● **Exercise**:
Bring together all lines of the material below that contain the string "rotateY".
>>>>
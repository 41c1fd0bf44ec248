//! Section navigation and chapter-card loading.

use std::fmt;
use std::str::FromStr;

use tracing::debug;

use crate::error::StudyError;
use crate::types::{ContentItem, Dataset, Section};

/// A navigable tab: the landing page or one of the sections
#[derive(Debug, Clone, Copy, PartialEq, Eq, Hash, Default)]
pub enum NavTarget {
    #[default]
    Home,
    Section(Section),
}

impl NavTarget {
    /// Tabs in display order
    pub const ALL: [NavTarget; 5] = [
        NavTarget::Home,
        NavTarget::Section(Section::Prose),
        NavTarget::Section(Section::Poetry),
        NavTarget::Section(Section::Writing),
        NavTarget::Section(Section::Novel),
    ];

    pub fn id(&self) -> &'static str {
        match self {
            NavTarget::Home => "home",
            NavTarget::Section(section) => section.name(),
        }
    }

    pub fn label(&self) -> &'static str {
        match self {
            NavTarget::Home => "Home",
            NavTarget::Section(section) => section.label(),
        }
    }

    pub fn section(&self) -> Option<Section> {
        match self {
            NavTarget::Home => None,
            NavTarget::Section(section) => Some(*section),
        }
    }
}

impl fmt::Display for NavTarget {
    fn fmt(&self, f: &mut fmt::Formatter<'_>) -> fmt::Result {
        f.write_str(self.id())
    }
}

impl FromStr for NavTarget {
    type Err = StudyError;

    fn from_str(s: &str) -> Result<Self, Self::Err> {
        if s.trim().eq_ignore_ascii_case("home") {
            Ok(NavTarget::Home)
        } else {
            s.parse().map(NavTarget::Section)
        }
    }
}

/// Tab state as shown in the navigation bar
#[derive(Debug, Clone, Copy, PartialEq, Eq)]
pub struct Tab {
    pub target: NavTarget,
    pub active: bool,
}

impl Tab {
    /// Value for the `aria-selected` attribute
    pub fn aria_selected(&self) -> &'static str {
        if self.active {
            "true"
        } else {
            "false"
        }
    }
}

/// Summary card for one item in a section grid
#[derive(Debug, Clone, PartialEq, Eq)]
pub struct ChapterCard {
    pub section: Section,
    pub index: usize,
    pub title: String,
    pub author: Option<String>,
    pub summary: Option<String>,
}

impl ChapterCard {
    pub fn new(section: Section, index: usize, item: &ContentItem) -> Self {
        Self {
            section,
            index,
            title: item.title.clone(),
            author: item.author.clone().filter(|a| !a.is_empty()),
            summary: item.summary.clone(),
        }
    }

    /// `Author: {author}` line shown on the card
    pub fn author_label(&self) -> Option<String> {
        self.author.as_ref().map(|author| format!("Author: {}", author))
    }
}

/// Build the card grid for a section; an absent section has no cards.
pub fn load_section_cards(dataset: &Dataset, section: Section) -> Vec<ChapterCard> {
    dataset
        .section(section)
        .map(|items| {
            items
                .iter()
                .enumerate()
                .map(|(index, item)| ChapterCard::new(section, index, item))
                .collect()
        })
        .unwrap_or_default()
}

/// Tracks which tab is active; exactly one is active at any time.
#[derive(Debug, Clone, Copy, PartialEq, Eq, Default)]
pub struct Navigator {
    active: NavTarget,
}

impl Navigator {
    pub fn new() -> Self {
        Self::default()
    }

    pub fn active(&self) -> NavTarget {
        self.active
    }

    pub fn select(&mut self, target: NavTarget) {
        debug!(%target, "section selected");
        self.active = target;
    }

    pub fn tabs(&self) -> [Tab; 5] {
        NavTarget::ALL.map(|target| Tab {
            target,
            active: target == self.active,
        })
    }
}

#[cfg(test)]
mod tests {
    use super::*;

    #[test]
    fn test_home_is_active_initially() {
        let nav = Navigator::new();
        assert_eq!(nav.active(), NavTarget::Home);
        let tabs = nav.tabs();
        assert!(tabs[0].active);
        assert_eq!(tabs[0].aria_selected(), "true");
        assert_eq!(tabs.iter().filter(|t| t.active).count(), 1);
    }

    #[test]
    fn test_select_moves_single_active_tab() {
        let mut nav = Navigator::new();
        nav.select(NavTarget::Section(Section::Writing));

        let active: Vec<_> = nav.tabs().iter().filter(|t| t.active).map(|t| t.target).collect();
        assert_eq!(active, vec![NavTarget::Section(Section::Writing)]);
    }

    #[test]
    fn test_nav_target_parse() {
        assert_eq!("HOME".parse::<NavTarget>().unwrap(), NavTarget::Home);
        assert_eq!(
            "novel".parse::<NavTarget>().unwrap(),
            NavTarget::Section(Section::Novel)
        );
        assert!("drama".parse::<NavTarget>().is_err());
    }

    #[test]
    fn test_load_section_cards() {
        let mut dataset = Dataset::default();
        let mut item = ContentItem::new("The Crucible");
        item.author = Some(String::new());
        dataset.set_section(Section::Novel, vec![ContentItem::new("1984"), item]);

        let cards = load_section_cards(&dataset, Section::Novel);
        assert_eq!(cards.len(), 2);
        assert_eq!(cards[1].index, 1);
        assert_eq!(cards[1].title, "The Crucible");
        assert!(cards[1].author.is_none());
        assert!(cards[1].author_label().is_none());

        assert!(load_section_cards(&dataset, Section::Prose).is_empty());
    }

    #[test]
    fn test_card_author_label() {
        let mut item = ContentItem::new("Frankenstein");
        item.author = Some("Mary Shelley".to_string());
        let card = ChapterCard::new(Section::Novel, 0, &item);
        assert_eq!(card.author_label().as_deref(), Some("Author: Mary Shelley"));
    }
}
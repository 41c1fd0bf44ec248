//! UI components for the study site.

mod chapter_card;
mod content_modal;
mod content_views;
mod nav_header;

pub use chapter_card::ChapterCard;
pub use content_modal::ContentModal;
pub use content_views::{FlashcardsPanel, KeyPointsPanel, MindMapPanel, QuizPanel, SummaryPanel};
pub use nav_header::NavHeader;
//! Multiple-choice quiz state.
//!
//! Each question is a [`QuestionGroup`] with two states, `Unanswered` and
//! `Answered`. Selecting an option always moves the group to `Answered` with
//! only the latest selection reflected in its marks:
//!
//! - the option at the correct index is marked [`OptionMark::Correct`]
//! - a selected option other than the correct one is marked
//!   [`OptionMark::Incorrect`]
//!
//! [`Quiz::score`] recomputes from the current selections every time it is
//! called.

use std::fmt;
use std::str::FromStr;

use tracing::debug;

use crate::error::StudyError;
use crate::types::McqQuestion;

/// Number of options in every question
pub const OPTION_COUNT: usize = 4;

/// Visual mark carried by an option after a selection
#[derive(Debug, Clone, Copy, PartialEq, Eq)]
pub enum OptionMark {
    Correct,
    Incorrect,
}

impl OptionMark {
    /// CSS class for the mark
    pub fn class(&self) -> &'static str {
        match self {
            OptionMark::Correct => "correct",
            OptionMark::Incorrect => "incorrect",
        }
    }
}

#[derive(Debug, Clone, Copy, PartialEq, Eq, Default)]
pub enum GroupState {
    #[default]
    Unanswered,
    Answered {
        selected: usize,
    },
}

/// Answer state for one question
#[derive(Debug, Clone, PartialEq, Eq)]
pub struct QuestionGroup {
    correct: usize,
    state: GroupState,
}

impl QuestionGroup {
    pub fn new(correct: usize) -> Self {
        Self {
            correct,
            state: GroupState::default(),
        }
    }

    pub fn state(&self) -> GroupState {
        self.state
    }

    pub fn correct_index(&self) -> usize {
        self.correct
    }

    /// Select an option, replacing any earlier selection.
    ///
    /// Returns `false` (and leaves the group unchanged) for an index outside
    /// the four options.
    pub fn select(&mut self, option: usize) -> bool {
        if option >= OPTION_COUNT {
            return false;
        }
        self.state = GroupState::Answered { selected: option };
        true
    }

    /// Mark currently shown on `option`
    pub fn mark(&self, option: usize) -> Option<OptionMark> {
        let GroupState::Answered { selected } = self.state else {
            return None;
        };
        if option == self.correct {
            Some(OptionMark::Correct)
        } else if option == selected {
            Some(OptionMark::Incorrect)
        } else {
            None
        }
    }

    /// Marks for all four options, in option order
    pub fn marks(&self) -> [Option<OptionMark>; OPTION_COUNT] {
        std::array::from_fn(|option| self.mark(option))
    }

    /// Whether the current selection is the correct option
    pub fn is_correct(&self) -> bool {
        matches!(self.state, GroupState::Answered { selected } if selected == self.correct)
    }
}

/// Result of scoring a quiz
#[derive(Debug, Clone, Copy, PartialEq, Eq)]
pub struct Score {
    pub correct: usize,
    pub total: usize,
}

impl fmt::Display for Score {
    fn fmt(&self, f: &mut fmt::Formatter<'_>) -> fmt::Result {
        write!(f, "{}/{}", self.correct, self.total)
    }
}

/// Answer state for every question of an item
#[derive(Debug, Clone, PartialEq, Eq, Default)]
pub struct Quiz {
    groups: Vec<QuestionGroup>,
}

impl Quiz {
    pub fn new(questions: &[McqQuestion]) -> Self {
        Self {
            groups: questions
                .iter()
                .map(|q| QuestionGroup::new(q.correct))
                .collect(),
        }
    }

    pub fn groups(&self) -> &[QuestionGroup] {
        &self.groups
    }

    pub fn group(&self, index: usize) -> Option<&QuestionGroup> {
        self.groups.get(index)
    }

    /// Option-selected callback. Out-of-range indices are ignored.
    pub fn select(&mut self, group: usize, option: usize) -> bool {
        let applied = self
            .groups
            .get_mut(group)
            .is_some_and(|g| g.select(option));
        if applied {
            debug!(group, option, "quiz option selected");
        }
        applied
    }

    /// Score-requested callback. Unanswered groups count as wrong.
    pub fn score(&self) -> Score {
        Score {
            correct: self.groups.iter().filter(|g| g.is_correct()).count(),
            total: self.groups.len(),
        }
    }
}

/// A selection written as `Q=O`: 1-based question number, 0-based option index
#[derive(Debug, Clone, Copy, PartialEq, Eq)]
pub struct Answer {
    /// 0-based question group
    pub group: usize,
    pub option: usize,
}

impl FromStr for Answer {
    type Err = StudyError;

    fn from_str(s: &str) -> Result<Self, Self::Err> {
        let invalid = || StudyError::InvalidAnswer(s.to_string());
        let (question, option) = s.split_once('=').ok_or_else(invalid)?;
        let question: usize = question.trim().parse().map_err(|_| invalid())?;
        let option: usize = option.trim().parse().map_err(|_| invalid())?;
        if question == 0 {
            return Err(invalid());
        }
        Ok(Self {
            group: question - 1,
            option,
        })
    }
}
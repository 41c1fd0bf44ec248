//! Global CSS styles for HSC Study.
//!
//! Colors come from the palette variables in `colors.rs`.

pub const GLOBAL_STYLES: &str = r#"
/* === Global Reset === */
*, *::before, *::after {
  box-sizing: border-box;
  margin: 0;
  padding: 0;
}

body {
  font-family: system-ui, -apple-system, 'Segoe UI', Roboto, sans-serif;
  line-height: 1.5;
}

.app {
  min-height: 100vh;
  background: var(--bg);
  color: var(--text);
  transition: background 200ms ease, color 200ms ease;
}

/* === Header === */
.nav-header {
  position: sticky;
  top: 0;
  z-index: 10;
  display: flex;
  flex-wrap: wrap;
  align-items: center;
  gap: 1rem;
  padding: 0.75rem 1.5rem;
  background: var(--surface);
  border-bottom: 1px solid var(--border);
}

.nav-brand {
  display: flex;
  align-items: center;
  gap: 0.75rem;
}

.app-title {
  font-size: 1.25rem;
  font-weight: 700;
  color: var(--accent);
}

.nav-tabs {
  display: flex;
  gap: 0.25rem;
}

.nav-tab {
  padding: 0.4rem 0.9rem;
  border: none;
  border-radius: 999px;
  background: transparent;
  color: var(--muted);
  font: inherit;
  cursor: pointer;
}

.nav-tab:hover { color: var(--text); }

.nav-tab.active {
  background: var(--accent-soft);
  color: var(--accent);
  font-weight: 600;
}

/* === Search === */
.search-input-wrapper {
  display: flex;
  align-items: center;
  gap: 0.4rem;
  margin-left: auto;
}

.input-field {
  padding: 0.45rem 0.75rem;
  border: 1px solid var(--border);
  border-radius: 8px;
  background: var(--bg);
  color: var(--text);
  font: inherit;
  min-width: 16rem;
}

.input-field:focus {
  outline: none;
  border-color: var(--accent);
}

/* === Buttons === */
.btn-primary, .btn-tool, .btn-ghost, .btn-toggle, .icon-btn {
  font: inherit;
  cursor: pointer;
  border-radius: 8px;
}

.btn-primary {
  padding: 0.45rem 1rem;
  border: 1px solid var(--accent);
  background: var(--accent);
  color: #fff;
}

.btn-tool {
  padding: 0.3rem 0.6rem;
  border: 1px solid var(--border);
  background: var(--bg);
  color: var(--text);
  font-size: 0.85rem;
}

.btn-tool:hover { border-color: var(--accent); }

.btn-ghost {
  padding: 0.45rem 1rem;
  border: none;
  background: transparent;
  color: var(--muted);
}

.btn-toggle {
  width: 2.25rem;
  height: 2.25rem;
  border: 1px solid var(--border);
  background: var(--bg);
}

.icon-btn {
  border: none;
  background: transparent;
  color: var(--muted);
  font-size: 1.5rem;
  line-height: 1;
}

/* === Pages === */
.content {
  max-width: 1100px;
  margin: 0 auto;
  padding: 2rem 1.5rem;
}

.hero { margin-bottom: 1.5rem; }

.page-title { font-size: 2rem; }

.tagline { color: var(--muted); }

.progress-card, .overview-tile, .chapter-card {
  background: var(--surface);
  border: 1px solid var(--border);
  border-radius: 12px;
  padding: 1.25rem;
}

.progress-card { margin-bottom: 1.5rem; }

.progress-track {
  height: 0.6rem;
  margin: 0.75rem 0 0.4rem;
  border-radius: 999px;
  background: var(--accent-soft);
  overflow: hidden;
}

.progress-fill {
  height: 100%;
  background: var(--accent);
}

.progress-label { color: var(--muted); font-size: 0.9rem; }

.section-overview {
  display: grid;
  grid-template-columns: repeat(auto-fill, minmax(200px, 1fr));
  gap: 1rem;
}

.overview-tile {
  text-align: left;
  font: inherit;
  color: inherit;
  cursor: pointer;
}

.overview-count { color: var(--muted); }

.section-header { margin-bottom: 1rem; }

.empty-state { color: var(--muted); margin-bottom: 1rem; }

.chapter-grid {
  display: grid;
  grid-template-columns: repeat(auto-fill, minmax(260px, 1fr));
  gap: 1rem;
}

.chapter-title { font-size: 1.1rem; }

.chapter-author { color: var(--muted); font-style: italic; }

.chapter-summary { margin: 0.5rem 0 1rem; }

.study-tools {
  display: flex;
  flex-wrap: wrap;
  gap: 0.4rem;
}

/* === Modal === */
.modal-overlay {
  position: fixed;
  inset: 0;
  z-index: 100;
  display: flex;
  align-items: center;
  justify-content: center;
  background: rgba(0, 0, 0, 0.5);
}

.modal {
  width: min(900px, 92vw);
  max-height: 88vh;
  overflow-y: auto;
  background: var(--surface);
  border-radius: 14px;
  padding: 1.5rem;
}

.modal-header {
  display: flex;
  align-items: center;
  justify-content: space-between;
  margin-bottom: 1rem;
}

.key-points ul { padding-left: 1.25rem; }

.key-points li { margin-bottom: 0.35rem; }

/* === Quiz === */
.mcq-container { margin-bottom: 1.25rem; }

.mcq-question { font-weight: 600; margin-bottom: 0.5rem; }

.mcq-options {
  display: grid;
  grid-template-columns: repeat(2, 1fr);
  gap: 0.5rem;
}

.mcq-option {
  padding: 0.5rem 0.75rem;
  border: 1px solid var(--border);
  border-radius: 8px;
  background: var(--bg);
  color: var(--text);
  font: inherit;
  text-align: left;
  cursor: pointer;
}

.mcq-option.correct {
  border-color: var(--correct);
  background: color-mix(in srgb, var(--correct) 18%, transparent);
}

.mcq-option.incorrect {
  border-color: var(--incorrect);
  background: color-mix(in srgb, var(--incorrect) 18%, transparent);
}

.quiz-actions {
  display: flex;
  align-items: center;
  gap: 0.75rem;
}

.quiz-score { color: var(--muted); }

/* === Flashcards === */
.flash-toolbar {
  display: flex;
  gap: 0.5rem;
  margin-bottom: 1rem;
}

.flashcard {
  height: 150px;
  perspective: 800px;
  cursor: pointer;
}

.flashcard-inner {
  position: relative;
  width: 100%;
  height: 100%;
  transition: transform 400ms ease;
  transform-style: preserve-3d;
}

.flashcard.flipped .flashcard-inner { transform: rotateY(180deg); }

.flashcard-front, .flashcard-back {
  position: absolute;
  inset: 0;
  display: flex;
  align-items: center;
  justify-content: center;
  padding: 1rem;
  border: 1px solid var(--border);
  border-radius: 12px;
  background: var(--bg);
  text-align: center;
  backface-visibility: hidden;
}

.flashcard-back {
  transform: rotateY(180deg);
  background: var(--accent-soft);
}

/* === Mind Map === */
.mindmap p {
  padding: 1rem;
  border-left: 4px solid var(--accent);
  background: var(--accent-soft);
  border-radius: 8px;
}
"#;
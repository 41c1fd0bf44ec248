//! Section Tabs Component
//!
//! The header tab strip: Home plus one tab per content section.
//! Exactly one tab is active and carries `aria-selected="true"`.

use dioxus::prelude::*;
use hscstudy_core::{NavTarget, Tab};

/// CSS class for a tab in the given state
pub fn tab_class(active: bool) -> &'static str {
    if active {
        "nav-tab active"
    } else {
        "nav-tab"
    }
}

#[derive(Clone, PartialEq, Props)]
pub struct SectionTabsProps {
    /// Tabs in display order, as produced by the navigator
    pub tabs: Vec<Tab>,
    /// Called with the tab's target when clicked
    pub on_select: EventHandler<NavTarget>,
}

/// Displays the row of navigation tabs
///
/// # Example
///
/// ```rust,ignore
/// rsx! {
///     SectionTabs {
///         tabs: app.read().tabs().to_vec(),
///         on_select: move |target| { app.write().show(target); }
///     }
/// }
/// ```
#[component]
pub fn SectionTabs(props: SectionTabsProps) -> Element {
    rsx! {
        nav {
            class: "nav-tabs",
            role: "tablist",
            "aria-label": "Sections",
            for tab in props.tabs.iter().copied() {
                {
                    let on_select = props.on_select;
                    rsx! {
                        button {
                            class: tab_class(tab.active),
                            role: "tab",
                            "aria-selected": tab.aria_selected(),
                            "aria-controls": "{tab.target.id()}",
                            onclick: move |_| on_select.call(tab.target),
                            "{tab.target.label()}"
                        }
                    }
                }
            }
        }
    }
}
//! Application configuration: where data lives and where content comes from.

use std::path::{Path, PathBuf};

use tracing::{info, warn};

use crate::error::StudyResult;
use crate::storage::DB_FILE_NAME;
use crate::types::Dataset;

#[derive(Debug, Clone, PartialEq, Eq)]
pub struct AppConfig {
    /// Directory holding the preference database
    pub data_dir: PathBuf,
    /// JSON dataset to load; `None` uses the empty default dataset
    pub dataset_path: Option<PathBuf>,
}

impl Default for AppConfig {
    fn default() -> Self {
        Self {
            data_dir: default_data_dir(),
            dataset_path: None,
        }
    }
}

impl AppConfig {
    pub fn new(data_dir: Option<PathBuf>, dataset_path: Option<PathBuf>) -> Self {
        Self {
            data_dir: data_dir.unwrap_or_else(default_data_dir),
            dataset_path,
        }
    }

    /// Path of the redb preference database
    pub fn storage_path(&self) -> PathBuf {
        self.data_dir.join(DB_FILE_NAME)
    }

    /// Load the configured dataset (not yet enriched).
    pub fn load_dataset(&self) -> StudyResult<Dataset> {
        match &self.dataset_path {
            Some(path) => load_dataset_file(path),
            None => Ok(Dataset::empty_sections()),
        }
    }
}

/// Default data directory (~/.hscstudy/data)
pub fn default_data_dir() -> PathBuf {
    dirs::home_dir()
        .unwrap_or_else(|| PathBuf::from("."))
        .join(".hscstudy")
        .join("data")
}

/// Read a JSON dataset. A missing file falls back to the empty default and
/// malformed items inside it degrade to empty content; a file that is not a
/// JSON object is an error.
pub fn load_dataset_file(path: &Path) -> StudyResult<Dataset> {
    if !path.exists() {
        warn!(path = %path.display(), "dataset file not found, using empty dataset");
        return Ok(Dataset::empty_sections());
    }
    let json = std::fs::read_to_string(path)?;
    let dataset = Dataset::from_json(&json)?;
    info!(path = %path.display(), items = dataset.item_count(), "dataset loaded");
    Ok(dataset)
}
//! HSC Study CLI
//!
//! Thin wrapper around hscstudy-core for inspecting and practising study
//! content from the terminal.
//!
//! ## Usage
//!
//! ```bash
//! # Dataset statistics, data directory and theme
//! hscstudy --dataset content.json info
//!
//! # Write the enriched dataset
//! hscstudy --dataset content.json enrich -o enriched.json
//!
//! # Print one display mode of an item
//! hscstudy --dataset content.json show poetry 0 keypoints
//!
//! # Answer questions 1 and 2 and print the score
//! hscstudy --dataset content.json quiz poetry 0 --answer 1=0 --answer 2=1
//!
//! # Search titles and summaries
//! hscstudy --dataset content.json search raven
//!
//! # Dark-mode preference
//! hscstudy dark-mode toggle
//! ```

use std::path::PathBuf;

use anyhow::{Context, Result};
use clap::{Parser, Subcommand};
use hscstudy_core::logging::setup_logging;
use hscstudy_core::{
    enrich, Answer, AppConfig, DisplayMode, MemoryStore, PreferenceStore, Section, Storage,
    StudyApp, ThemePreference, MIN_FLASHCARDS, MIN_MCQS,
};

/// HSC Study - English revision content tools
#[derive(Parser)]
#[command(name = "hscstudy")]
#[command(version = "0.1.0")]
#[command(about = "HSC Study - enrich, inspect and quiz study content")]
struct Cli {
    /// Increase verbosity (-v, -vv, -vvv)
    #[arg(short, long, action = clap::ArgAction::Count, global = true)]
    verbose: u8,

    /// Data directory (default: ~/.hscstudy/data)
    #[arg(short, long, global = true)]
    data_dir: Option<PathBuf>,

    /// JSON dataset (default: four empty sections)
    #[arg(long, global = true)]
    dataset: Option<PathBuf>,

    #[command(subcommand)]
    command: Commands,
}

#[derive(Subcommand)]
enum Commands {
    /// Show dataset statistics and preferences
    Info,

    /// Write the enriched dataset as JSON
    Enrich {
        /// Output file (default: stdout)
        #[arg(short, long)]
        output: Option<PathBuf>,
    },

    /// Print one display mode of an item
    Show {
        /// Section: prose, poetry, writing or novel
        section: Section,
        /// 0-based item index within the section
        index: usize,
        /// summary, keypoints, mcq, flashcards or mindmap
        mode: DisplayMode,
    },

    /// Answer an item's quiz and print the score
    Quiz {
        section: Section,
        index: usize,
        /// Selection as QUESTION=OPTION (1-based question, 0-based option)
        #[arg(short, long = "answer")]
        answers: Vec<Answer>,
    },

    /// Find items whose title or summary contains the query
    Search { query: String },

    /// Dark-mode preference
    DarkMode {
        #[command(subcommand)]
        action: DarkModeAction,
    },
}

#[derive(Subcommand)]
enum DarkModeAction {
    /// Print the stored preference
    Show,
    /// Flip and persist the preference
    Toggle,
}

fn open_store(config: &AppConfig) -> Box<dyn PreferenceStore> {
    match Storage::new(config.storage_path()) {
        Ok(storage) => Box::new(storage),
        Err(e) => {
            tracing::warn!("Preferences will not persist: {}", e);
            Box::new(MemoryStore::new())
        }
    }
}

fn on_off(dark: bool) -> &'static str {
    if dark {
        "on"
    } else {
        "off"
    }
}

fn main() -> Result<()> {
    let cli = Cli::parse();

    setup_logging(cli.verbose);

    let config = AppConfig::new(cli.data_dir, cli.dataset);

    match cli.command {
        Commands::Info => {
            let raw = config.load_dataset()?;
            let enriched = enrich(&raw);
            let theme = ThemePreference::load(open_store(&config));

            println!("HSC Study v0.1.0");
            println!();
            println!("Dataset:");
            match &config.dataset_path {
                Some(path) => println!("  Source: {}", path.display()),
                None => println!("  Source: (empty default)"),
            }
            for (section, items) in enriched.sections() {
                println!("  {}: {} items", section.label(), items.len());
            }
            let questions: usize = enriched
                .sections()
                .flat_map(|(_, items)| items)
                .map(|item| item.mcqs.len())
                .sum();
            let cards: usize = enriched
                .sections()
                .flat_map(|(_, items)| items)
                .map(|item| item.flashcards.len())
                .sum();
            println!(
                "  Total: {} items, {} questions, {} flashcards",
                enriched.item_count(),
                questions,
                cards
            );
            println!(
                "  Minimums: {} questions, {} flashcards per item",
                MIN_MCQS, MIN_FLASHCARDS
            );
            println!();
            println!("Data directory: {}", config.data_dir.display());
            println!("Dark mode: {}", on_off(theme.is_dark()));
        }

        Commands::Enrich { output } => {
            let enriched = enrich(&config.load_dataset()?);
            let json = enriched.to_json_pretty()?;
            match output {
                Some(path) => {
                    std::fs::write(&path, json + "\n")
                        .with_context(|| format!("Failed to write {}", path.display()))?;
                    println!("Enriched dataset written to {}", path.display());
                }
                None => println!("{}", json),
            }
        }

        Commands::Show {
            section,
            index,
            mode,
        } => {
            let mut app = StudyApp::init(&config.load_dataset()?, Box::new(MemoryStore::new()));
            match app.open(section, index, mode) {
                Some(open) => print!("{}", open.view),
                None => println!("No content at {}/{}", section, index),
            }
            app.teardown();
        }

        Commands::Quiz {
            section,
            index,
            answers,
        } => {
            let mut app = StudyApp::init(&config.load_dataset()?, Box::new(MemoryStore::new()));
            if app.open(section, index, DisplayMode::Mcq).is_none() {
                println!("No content at {}/{}", section, index);
                return Ok(());
            }
            for answer in &answers {
                if !app.select_option(answer.group, answer.option) {
                    tracing::warn!(
                        "Ignoring answer {}={}: no such question or option",
                        answer.group + 1,
                        answer.option
                    );
                }
            }
            if let Some(score) = app.score_quiz() {
                println!("Score: {}", score);
            }
            app.teardown();
        }

        Commands::Search { query } => {
            let mut app = StudyApp::init(&config.load_dataset()?, Box::new(MemoryStore::new()));
            app.set_search(query.as_str());

            let mut found = 0;
            for section in Section::ALL {
                for card in app.visible_cards(section) {
                    println!("{}/{}: {}", card.section, card.index, card.title);
                    found += 1;
                }
            }
            if found == 0 {
                println!("No matches for \"{}\"", query.trim());
            }
            app.teardown();
        }

        Commands::DarkMode { action } => {
            let mut theme = ThemePreference::load(open_store(&config));
            match action {
                DarkModeAction::Show => println!("Dark mode: {}", on_off(theme.is_dark())),
                DarkModeAction::Toggle => {
                    let dark = theme.toggle();
                    println!("Dark mode: {}", on_off(dark));
                }
            }
        }
    }

    Ok(())
}

#[cfg(test)]
mod tests {
    use super::*;
    use clap::CommandFactory;

    #[test]
    fn cli_definition_is_valid() {
        Cli::command().debug_assert();
    }

    #[test]
    fn parses_quiz_answers() {
        let cli = Cli::parse_from(["hscstudy", "quiz", "poetry", "0", "--answer", "1=0", "-a", "2=3"]);
        match cli.command {
            Commands::Quiz {
                section,
                index,
                answers,
            } => {
                assert_eq!(section, Section::Poetry);
                assert_eq!(index, 0);
                assert_eq!(answers.len(), 2);
                assert_eq!(answers[1], Answer { group: 1, option: 3 });
            }
            _ => panic!("expected quiz command"),
        }
    }
}
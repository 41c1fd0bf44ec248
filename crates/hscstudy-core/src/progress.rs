//! Overall progress indicator.
//!
//! Completion is not computed from interaction state. The only value is a
//! fixed placeholder, and the type says so, so callers cannot mistake it for
//! a measured figure.

/// Percentage shown while real progress tracking does not exist
pub const PLACEHOLDER_PERCENT: u8 = 55;

#[derive(Debug, Clone, Copy, PartialEq, Eq)]
pub enum Progress {
    /// Fixed value, not derived from what the student has done
    Placeholder { percent: u8 },
}

impl Progress {
    pub fn current() -> Self {
        Progress::Placeholder {
            percent: PLACEHOLDER_PERCENT,
        }
    }

    pub fn percent(&self) -> u8 {
        match self {
            Progress::Placeholder { percent } => *percent,
        }
    }

    pub fn is_placeholder(&self) -> bool {
        matches!(self, Progress::Placeholder { .. })
    }

    /// `55% Complete`
    pub fn label(&self) -> String {
        format!("{}% Complete", self.percent())
    }

    /// CSS width for the progress fill
    pub fn width(&self) -> String {
        format!("{}%", self.percent())
    }
}

impl Default for Progress {
    fn default() -> Self {
        Self::current()
    }
}

#[cfg(test)]
mod tests {
    use super::*;

    #[test]
    fn test_placeholder_progress() {
        let progress = Progress::current();
        assert!(progress.is_placeholder());
        assert_eq!(progress.percent(), 55);
        assert_eq!(progress.label(), "55% Complete");
        assert_eq!(progress.width(), "55%");
    }
}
<<<<
● **Answer for the task**:
.flashcard.flipped .flashcard-inner { transform: rotateY(180deg); }
  transform: rotateY(180deg);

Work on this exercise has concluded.